- [THE PROBLEM] Answer with a number only, stating how many lines of the records hold the word "RecvError".

(Items from a dataset)
BEGIN

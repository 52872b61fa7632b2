// Pick'em sync service entry point.
//
// Startup sequence:
// 1. Load config (logging settings live there)
// 2. Initialize tracing (log to file)
// 3. Open database, ensure the configured season exists
// 4. Build the league service and ESPN feed client
// 5. Spawn the poller and an event logger
// 6. Wait for Ctrl+C, then shut down cooperatively

use std::sync::Arc;
use std::time::Duration;

use anyhow::Context;
use tokio::sync::{broadcast, watch};
use tracing::{debug, error, info, warn};

use pickem_core::config::{self, LoggingConfig};
use pickem_core::db::Database;
use pickem_core::{LeagueRules, LeagueService};
use pickem_sync::feed::EspnFeed;
use pickem_sync::poller::Poller;
use pickem_sync::retry::RetryPolicy;

#[tokio::main]
async fn main() -> anyhow::Result<()> {
    // 1. Load config
    let config = config::load_config().context("failed to load configuration")?;

    // 2. Initialize tracing
    init_tracing(&config.logging)?;
    info!(
        league = %config.league.name,
        season = config.league.season_year,
        "pickem sync starting up"
    );

    // 3. Open database
    let db = Database::open(&config.db_path).context("failed to open database")?;
    info!(path = %config.db_path, "database opened");

    // 4. League service and feed
    let service = Arc::new(LeagueService::new(db, LeagueRules::from(&config.league)));
    let season = service
        .ensure_season(&config.league)
        .context("failed to set up current season")?;
    info!(season_id = season.id, year = season.year, "current season ready");

    let feed = EspnFeed::new(&config.feed, RetryPolicy::from(&config.retry))?;

    // 5. Spawn background tasks
    let (shutdown_tx, shutdown_rx) = watch::channel(false);

    let events = service.subscribe();
    let events_handle = tokio::spawn(log_events(events, shutdown_rx.clone()));

    let poller = Poller::new(Arc::clone(&service), feed, config.poller.clone());
    let poller_handle = tokio::spawn(async move {
        if let Err(e) = poller.run(shutdown_rx).await {
            error!("Poller error: {e:#}");
        }
    });

    // 6. Wait for Ctrl+C
    tokio::signal::ctrl_c()
        .await
        .context("failed to listen for Ctrl+C")?;
    info!("shutdown requested");
    let _ = shutdown_tx.send(true);

    let _ = tokio::time::timeout(Duration::from_secs(5), async {
        let _ = poller_handle.await;
        let _ = events_handle.await;
    })
    .await;

    info!("pickem sync shut down cleanly");
    Ok(())
}

/// Write league events to the log until shutdown.
async fn log_events(
    mut events: broadcast::Receiver<pickem_core::events::LeagueEvent>,
    mut shutdown: watch::Receiver<bool>,
) {
    loop {
        tokio::select! {
            _ = shutdown.changed() => break,
            event = events.recv() => match event {
                Ok(event) => match serde_json::to_string(&event) {
                    Ok(json) => info!(event = %json, "league event"),
                    Err(e) => debug!(error = %e, "unserializable league event"),
                },
                Err(broadcast::error::RecvError::Lagged(skipped)) => {
                    warn!(skipped, "event logger fell behind");
                }
                Err(broadcast::error::RecvError::Closed) => break,
            },
        }
    }
}

/// Initialize tracing to log to a file under the configured directory.
fn init_tracing(logging: &LoggingConfig) -> anyhow::Result<()> {
    use tracing_subscriber::fmt;
    use tracing_subscriber::EnvFilter;

    let log_dir = std::env::current_dir()?.join(&logging.directory);
    std::fs::create_dir_all(&log_dir)?;

    let log_file = std::fs::File::create(log_dir.join("pickem.log"))?;

    let subscriber = fmt::Subscriber::builder()
        .with_env_filter(
            EnvFilter::try_from_default_env().unwrap_or_else(|_| EnvFilter::new(&logging.filter)),
        )
        .with_writer(log_file)
        .with_ansi(false)
        .with_target(true)
        .with_thread_ids(true)
        .with_line_number(true)
        .finish();

    tracing::subscriber::set_global_default(subscriber)
        .context("failed to set tracing subscriber")?;

    Ok(())
}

END

- [ANSWER] 2